Faster way Unique words frequency in NLTK


My dataframe has 2.3M rows. I am trying to get top 100 frequent words from this. I do not want punctuations, verbs, digits and ('a','the','an') I am using following query in python but takes forever to get results. Is there a quicker way to do it?

    import re
    import nltk
    # Download NLTK data if you haven't already
    nltk.download('punkt')
    nltk.download('averaged_perceptron_tagger')

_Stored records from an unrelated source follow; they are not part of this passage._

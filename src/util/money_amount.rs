use regex::Regex;
use rust_decimal::Decimal;
use rust_decimal::prelude::ToPrimitive;
use serde::{Deserialize, Deserializer, Serialize, Serializer};
use std::fmt;
use std::fmt::Display;
use std::str::FromStr;

/// Represents a price-like numeric value in human-readable currency format.
/// Accepts strings like "$0.50", "1,000", or raw numbers.
///
/// Challenge amounts and auto-pay ceilings are USD-denominated decimals;
/// conversion to on-chain token units happens in [`MoneyAmount::as_token_units`].
#[derive(Debug, Clone, PartialEq, PartialOrd)]
pub struct MoneyAmount(pub Decimal);

#[derive(Debug, thiserror::Error)]
pub enum MoneyAmountParseError {
    #[error("Invalid number format")]
    InvalidFormat,
    #[error("Amount must be at most {}", money_amount::MAX_STR)]
    OutOfRange,
    #[error("Negative value is not allowed")]
    Negative,
}

mod money_amount {
    use super::*;
    use once_cell::sync::Lazy;

    pub const MAX_STR: &str = "999999999";

    pub static MAX: Lazy<Decimal> =
        Lazy::new(|| Decimal::from_str(MAX_STR).expect("valid decimal"));
}

impl MoneyAmount {
    pub fn parse(input: &str) -> Result<Self, MoneyAmountParseError> {
        // Remove anything that isn't digit, dot, minus
        let cleaned = Regex::new(r"[^\d\.\-]+")
            .unwrap()
            .replace_all(input, "")
            .to_string();

        let parsed =
            Decimal::from_str(&cleaned).map_err(|_| MoneyAmountParseError::InvalidFormat)?;

        if parsed.is_sign_negative() {
            return Err(MoneyAmountParseError::Negative);
        }

        if parsed > *money_amount::MAX {
            return Err(MoneyAmountParseError::OutOfRange);
        }

        Ok(MoneyAmount(parsed))
    }

    /// Converts this USD-denominated amount to the token's native integer
    /// unit: multiply by `10^decimals` and truncate. Truncation rather than
    /// rounding keeps the client from ever requesting more units than the
    /// decimal amount covers.
    pub fn as_token_units(&self, decimals: u32) -> Result<u64, MoneyAmountParseError> {
        let factor = 10u64
            .checked_pow(decimals)
            .map(Decimal::from)
            .ok_or(MoneyAmountParseError::OutOfRange)?;
        let scaled = self
            .0
            .checked_mul(factor)
            .ok_or(MoneyAmountParseError::OutOfRange)?
            .trunc();
        scaled.to_u64().ok_or(MoneyAmountParseError::OutOfRange)
    }
}

/// Formats an integer token-unit amount back into a decimal string, e.g.
/// `12345677` with 6 decimals becomes `"12.345677"`. Used in balance errors.
pub fn format_units(units: u64, decimals: u32) -> String {
    let decimal = Decimal::from_i128_with_scale(units as i128, decimals);
    MoneyAmount(decimal.normalize()).to_string()
}

impl FromStr for MoneyAmount {
    type Err = MoneyAmountParseError;

    fn from_str(s: &str) -> Result<Self, Self::Err> {
        MoneyAmount::parse(s)
    }
}

impl TryFrom<&str> for MoneyAmount {
    type Error = MoneyAmountParseError;

    fn try_from(value: &str) -> Result<Self, Self::Error> {
        MoneyAmount::from_str(value)
    }
}

impl From<u64> for MoneyAmount {
    fn from(value: u64) -> Self {
        MoneyAmount(Decimal::from(value))
    }
}

impl Display for MoneyAmount {
    fn fmt(&self, f: &mut fmt::Formatter<'_>) -> fmt::Result {
        write!(f, "{}", self.0.normalize())
    }
}

impl Serialize for MoneyAmount {
    fn serialize<S: Serializer>(&self, serializer: S) -> Result<S::Ok, S::Error> {
        serializer.serialize_str(&self.to_string())
    }
}

impl<'de> Deserialize<'de> for MoneyAmount {
    fn deserialize<D>(deserializer: D) -> Result<Self, D::Error>
    where
        D: Deserializer<'de>,
    {
        let s = String::deserialize(deserializer)?;
        MoneyAmount::parse(&s).map_err(serde::de::Error::custom)
    }
}

#[cfg(test)]
mod tests {
    use super::*;

    #[test]
    fn parses_plain_and_currency_formats() {
        assert_eq!(
            MoneyAmount::parse("0.50").unwrap(),
            MoneyAmount::parse("$0.50").unwrap()
        );
        assert_eq!(MoneyAmount::parse("1,000").unwrap().to_string(), "1000");
    }

    #[test]
    fn rejects_negative() {
        assert!(matches!(
            MoneyAmount::parse("-1.50"),
            Err(MoneyAmountParseError::Negative)
        ));
    }

    #[test]
    fn zero_is_allowed() {
        assert_eq!(MoneyAmount::parse("0").unwrap().to_string(), "0");
    }

    #[test]
    fn token_units_exact_for_six_decimals() {
        let amount = MoneyAmount::parse("12.345678").unwrap();
        assert_eq!(amount.as_token_units(6).unwrap(), 12_345_678);
    }

    #[test]
    fn token_units_truncate_excess_precision() {
        // 0.0000019 has 7 fractional digits; the 7th is dropped, not rounded.
        let amount = MoneyAmount::parse("0.0000019").unwrap();
        assert_eq!(amount.as_token_units(6).unwrap(), 1);
    }

    #[test]
    fn token_units_for_half_dollar() {
        let amount = MoneyAmount::parse("0.50").unwrap();
        assert_eq!(amount.as_token_units(6).unwrap(), 500_000);
    }

    #[test]
    fn token_units_reject_oversized_decimals() {
        let amount = MoneyAmount::parse("1").unwrap();
        assert_eq!(amount.as_token_units(19).unwrap(), 10_000_000_000_000_000_000);
        assert!(matches!(
            amount.as_token_units(20),
            Err(MoneyAmountParseError::OutOfRange)
        ));
        assert!(matches!(
            amount.as_token_units(200),
            Err(MoneyAmountParseError::OutOfRange)
        ));
    }

    #[test]
    fn formats_units_back_to_decimal() {
        assert_eq!(format_units(12_345_677, 6), "12.345677");
        assert_eq!(format_units(500_000, 6), "0.5");
        assert_eq!(format_units(0, 6), "0");
    }

    #[test]
    fn roundtrips_through_serde_as_string() {
        let amount = MoneyAmount::parse("0.50").unwrap();
        let json = serde_json::to_string(&amount).unwrap();
        assert_eq!(json, "\"0.5\"");
        let back: MoneyAmount = serde_json::from_str(&json).unwrap();
        assert_eq!(back, amount);
    }
}
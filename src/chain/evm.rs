//! EVM chain backend: stablecoin settlement as a plain ERC-20 `transfer`,
//! balance reads via `balanceOf`, confirmation by polling for the receipt.

use alloy_network::EthereumWallet;
use alloy_primitives::{Address, B256, U256};
use alloy_provider::fillers::{
    BlobGasFiller, ChainIdFiller, FillProvider, GasFiller, JoinFill, NonceFiller, WalletFiller,
};
use alloy_provider::{Identity, Provider, ProviderBuilder, RootProvider};
use alloy_rpc_client::ClientBuilder;
use alloy_signer_local::PrivateKeySigner;
use alloy_sol_types::sol;
use async_trait::async_trait;
use std::fmt::{Debug, Formatter};
use std::str::FromStr;
use tokio::time::Instant;

use crate::chain::{
    CONFIRMATION_DEADLINE, CONFIRMATION_POLL_INTERVAL, ChainId, ChainProvider, ProviderError,
    TxRef, ensure_sufficient,
};
use crate::config::EvmChainConfig;
use crate::util::MoneyAmount;

sol! {
    #[sol(rpc)]
    interface IERC20 {
        function balanceOf(address owner) external view returns (uint256);
        function transfer(address to, uint256 value) external returns (bool);
    }
}

/// Combined filler type for gas, blob gas, nonce, and chain ID.
pub type InnerFiller =
    JoinFill<GasFiller, JoinFill<BlobGasFiller, JoinFill<NonceFiller, ChainIdFiller>>>;

/// The fully composed Ethereum provider type used in this crate.
///
/// Combines filler layers for gas, nonce, chain ID, blob gas, and wallet
/// signing, and wraps a [`RootProvider`] for actual JSON-RPC communication.
pub type InnerProvider = FillProvider<
    JoinFill<JoinFill<Identity, InnerFiller>, WalletFiller<EthereumWallet>>,
    RootProvider,
>;

/// EVM implementation of [`ChainProvider`].
///
/// Holds a composed Alloy provider [`InnerProvider`] plus the stablecoin
/// contract address and its decimal precision.
pub struct EvmProvider {
    chain: ChainId,
    inner: InnerProvider,
    signer_address: Address,
    token: Address,
    decimals: u8,
}

impl Debug for EvmProvider {
    fn fmt(&self, f: &mut Formatter<'_>) -> std::fmt::Result {
        f.debug_struct("EvmProvider")
            .field("chain", &self.chain)
            .field("signer", &self.signer_address)
            .field("token", &self.token)
            .finish()
    }
}

impl EvmProvider {
    pub fn from_config(config: &EvmChainConfig) -> Result<Self, ProviderError> {
        let signer = PrivateKeySigner::from_str(config.private_key.trim())
            .map_err(|_| ProviderError::InvalidKeyFormat)?;
        let signer_address = signer.address();
        let token = parse_address("token", &config.token_address)?;

        let wallet = EthereumWallet::from(signer);
        let filler = JoinFill::new(
            GasFiller,
            JoinFill::new(
                BlobGasFiller::default(),
                JoinFill::new(NonceFiller::default(), ChainIdFiller::default()),
            ),
        );
        let client = ClientBuilder::default().http(config.rpc_url.clone());
        let inner: InnerProvider = ProviderBuilder::default()
            .filler(filler)
            .wallet(wallet)
            .connect_client(client);

        tracing::info!(
            chain = %config.chain,
            rpc = %config.rpc_url,
            signer = %signer_address,
            token = %token,
            "Initialized EVM provider"
        );

        Ok(Self {
            chain: config.chain.clone(),
            inner,
            signer_address,
            token,
            decimals: config.token_decimals,
        })
    }

    fn erc20(&self) -> IERC20::IERC20Instance<InnerProvider> {
        IERC20::new(self.token, self.inner.clone())
    }

    async fn balance_of(&self, owner: Address) -> Result<u64, ProviderError> {
        let balance: U256 = self
            .erc20()
            .balanceOf(owner)
            .call()
            .await
            .map_err(|e| ProviderError::Rpc(e.to_string()))?;
        u64::try_from(balance).map_err(|_| ProviderError::BalanceOutOfRange)
    }
}

fn parse_address(kind: &'static str, value: &str) -> Result<Address, ProviderError> {
    Address::from_str(value).map_err(|_| ProviderError::InvalidAddress {
        kind,
        value: value.to_string(),
    })
}

#[async_trait]
impl ChainProvider for EvmProvider {
    fn chain_id(&self) -> ChainId {
        self.chain.clone()
    }

    fn address(&self) -> String {
        self.signer_address.to_string()
    }

    async fn balance(&self, address: &str) -> Result<u64, ProviderError> {
        let owner = parse_address("evm", address)?;
        self.balance_of(owner).await
    }

    async fn send_stablecoin(
        &self,
        to: &str,
        amount: &MoneyAmount,
    ) -> Result<TxRef, ProviderError> {
        let to = parse_address("evm", to)?;
        let units = amount.as_token_units(self.decimals as u32)?;
        let available = self.balance_of(self.signer_address).await?;
        ensure_sufficient(available, units, self.decimals as u32)?;

        let pending = self
            .erc20()
            .transfer(to, U256::from(units))
            .send()
            .await
            .map_err(|e| ProviderError::Rpc(e.to_string()))?;
        let tx_hash = *pending.tx_hash();
        tracing::debug!(chain = %self.chain, %to, units, tx = %tx_hash, "Submitted ERC-20 transfer");
        Ok(TxRef::new(tx_hash.to_string()))
    }

    async fn wait_for_confirmation(&self, tx: &TxRef) -> Result<bool, ProviderError> {
        let hash = B256::from_str(tx.as_str())
            .map_err(|_| ProviderError::MalformedTxRef(tx.to_string()))?;
        let deadline = Instant::now() + CONFIRMATION_DEADLINE;
        loop {
            let receipt = self
                .inner
                .get_transaction_receipt(hash)
                .await
                .map_err(|e| ProviderError::Rpc(e.to_string()))?;
            if let Some(receipt) = receipt {
                return Ok(receipt.status());
            }
            if Instant::now() >= deadline {
                return Err(ProviderError::ConfirmationTimeout(tx.clone()));
            }
            tokio::time::sleep(CONFIRMATION_POLL_INTERVAL).await;
        }
    }
}

#[cfg(test)]
mod tests {
    use super::*;
    use crate::config::USDC_DECIMALS;
    use url::Url;

    fn test_config() -> EvmChainConfig {
        EvmChainConfig {
            chain: ChainId::from("base"),
            rpc_url: Url::parse("http://localhost:8545").unwrap(),
            // Well-known anvil development key.
            private_key: "0xac0974bec39a17e36ba4a6b4d238ff944bacb478cbed5efcae784d7bf4f2ff80"
                .to_string(),
            token_address: "0x833589fCD6eDb6E08f4c7C32D4f71b54bdA02913".to_string(),
            token_decimals: USDC_DECIMALS,
        }
    }

    #[test]
    fn derives_signer_address_from_private_key() {
        let provider = EvmProvider::from_config(&test_config()).unwrap();
        assert_eq!(
            provider.address(),
            "0xf39Fd6e51aad88F6F4ce6aB8827279cffFb92266"
        );
        assert_eq!(provider.chain_id(), ChainId::from("base"));
    }

    #[test]
    fn rejects_malformed_private_key() {
        let mut config = test_config();
        config.private_key = "not-a-key".to_string();
        assert!(matches!(
            EvmProvider::from_config(&config),
            Err(ProviderError::InvalidKeyFormat)
        ));
    }

    #[test]
    fn rejects_malformed_token_address() {
        let mut config = test_config();
        config.token_address = "0x1234".to_string();
        assert!(matches!(
            EvmProvider::from_config(&config),
            Err(ProviderError::InvalidAddress { kind: "token", .. })
        ));
    }
}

    vectorizer = CountVectorizer()
    X = vectorizer.fit_transform(df['Comments_Final'])
    unique_words = sorted(vectorizer.get_feature_names())
    def count_words_without_punctuation_and_verbs(text):
        words = re.findall(r'\b\w+\b', text.lower())
        # Use NLTK to tag words and exclude verbs (VB* tags) and digits (CD tags)
        tagged_words = nltk.pos_tag(words)
        filtered_words = [word for word, pos in tagged_words if not pos.startswith('VB') and 
                          not pos == 'CD']
        return len(filtered_words)
   # Create a dictionary to store word frequencies
   word_frequencies = {}
   for word in unique_words:
   count = df['Comments_Final'].apply(count_words_without_punctuation_and_verbs).sum()
   word_frequencies[word] = count

   # Sort the words by frequency in descending order
   sorted_words = sorted(word_frequencies.items(), key=lambda x: x[1], reverse=True)

   # Print the top 100 words
   for word, frequency in sorted_words[:100]:
   print(f"{word}: {frequency}")
    

Solution

  • Yes, there is a faster way. If you clean up your code a bit, you'll find it to be faster.

    1. def count_words_without_punctuation_and_verbs(text)

    Note how you call the above function later via for loop:

    for word in unique_words:
       count = df['Comments_Final'].apply(count_words_without_punctuation_and_verbs).sum()
       word_frequencies[word] = count
    

    The call to count_words_without_punctuation_and_verbs() in each iteration means that you are redundantly tokenizing/tagging the entire DataFrame every iteration, which is obviously super inefficient.

    1. return len(filtered_words)

    This is also redundant. CountVectorizer can produce this number as you use it to obtain your filtered words.

    1. Mini-sidebar

    Remember that you don't always need to use NLTK. For example, isdigit() is generally faster than NLTK's CD for cardinal numbers.